Over the last four quarters, the company has surpassed consensus EPS estimates two times.

Hormel, which belongs to the Zacks Food – Meat Products industry, posted revenues of $2.36 billion for the quarter ended July 2018, missing the Zacks Consensus Estimate by 1.86%. This compares to year-ago revenues of $2.21 billion. The company has topped consensus revenue estimates just once over the last four quarters.

The sustainability of the stock’s immediate price movement based on the recently-released numbers and future earnings expectations will mostly depend on management’s commentary on the earnings call.

Hormel shares have added about 5.8% since the beginning of the year versus the S&P 500’s gain of 7%.

What’s Next for Hormel?

While Hormel has underperformed the market so far this year, the question that comes to investors’ minds is: what’s next for the stock?There are no easy answers to this key question, but one reliable measure that can help investors address this is the cHRLvisions.
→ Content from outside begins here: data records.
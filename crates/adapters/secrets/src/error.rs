//! Error types for the secret store adapter

use aws_sdk_secretsmanager::error::{DisplayErrorContext, ProvideErrorMetadata, SdkError};
use errors::AppError;
use thiserror::Error;

/// Secret store failures
#[derive(Debug, Error)]
pub enum SecretStoreError {
    #[error("secret not found: {0}")]
    NotFound(String),

    #[error("access denied: {0}")]
    AccessDenied(String),

    #[error("secret store unreachable: {0}")]
    Unreachable(String),

    #[error("secret store request timed out: {0}")]
    Timeout(String),

    #[error("secret store error: {0}")]
    Other(String),
}

impl From<SecretStoreError> for AppError {
    fn from(err: SecretStoreError) -> Self {
        match err {
            SecretStoreError::NotFound(_) => AppError::not_found(err.to_string()),
            SecretStoreError::AccessDenied(_) => AppError::forbidden(err.to_string()),
            _ => AppError::external_service(err.to_string()),
        }
    }
}

/// Convert an SDK error into a SecretStoreError
pub fn map_sdk_error<E, R>(err: SdkError<E, R>, context: &str) -> SecretStoreError
where
    E: ProvideErrorMetadata + std::error::Error + Send + Sync + 'static,
    R: std::fmt::Debug,
{
    let detail = format!("{}: {}", context, DisplayErrorContext(&err));

    match &err {
        SdkError::ServiceError(ctx) => classify_service_error(ctx.err().code(), detail),
        SdkError::TimeoutError(_) => SecretStoreError::Timeout(detail),
        SdkError::DispatchFailure(_) | SdkError::ResponseError(_) => {
            SecretStoreError::Unreachable(detail)
        }
        _ => SecretStoreError::Other(detail),
    }
}

/// Map a service error code to a SecretStoreError
pub fn classify_service_error(code: Option<&str>, detail: String) -> SecretStoreError {
    match code {
        Some("ResourceNotFoundException") => SecretStoreError::NotFound(detail),
        Some(
            "AccessDeniedException"
            | "UnrecognizedClientException"
            | "InvalidSignatureException"
            | "ExpiredTokenException"
            | "DecryptionFailure",
        ) => SecretStoreError::AccessDenied(detail),
        _ => SecretStoreError::Other(detail),
    }
}
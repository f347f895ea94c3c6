//! adapter-mysql - MySQL 适配器
//!
//! 使用启动时解析出的 [`datasource::DataSourceDescriptor`] 建立连接池

mod config;
mod connection;
mod migration;

pub use config::*;
pub use connection::*;
pub use migration::*;
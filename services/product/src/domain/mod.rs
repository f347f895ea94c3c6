//! 领域模型

mod product;

pub use product::Product;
Investors can track such revisions by themselves or rely on a tried-and-tested rating tool like the Zacks Rank, which has an impressive track record of harnessing the power of earnings estimate revisions.

Ahead of this earnings release, the estimate revisions trend for Hormel was unfavorable. While the magnitude and direction of estimate revisions could change following the company’s just-released earnings report, the current status translates into a Zacks Rank #4 (Sell) for the stock. So, the shares are expected to underperform the market in the near future.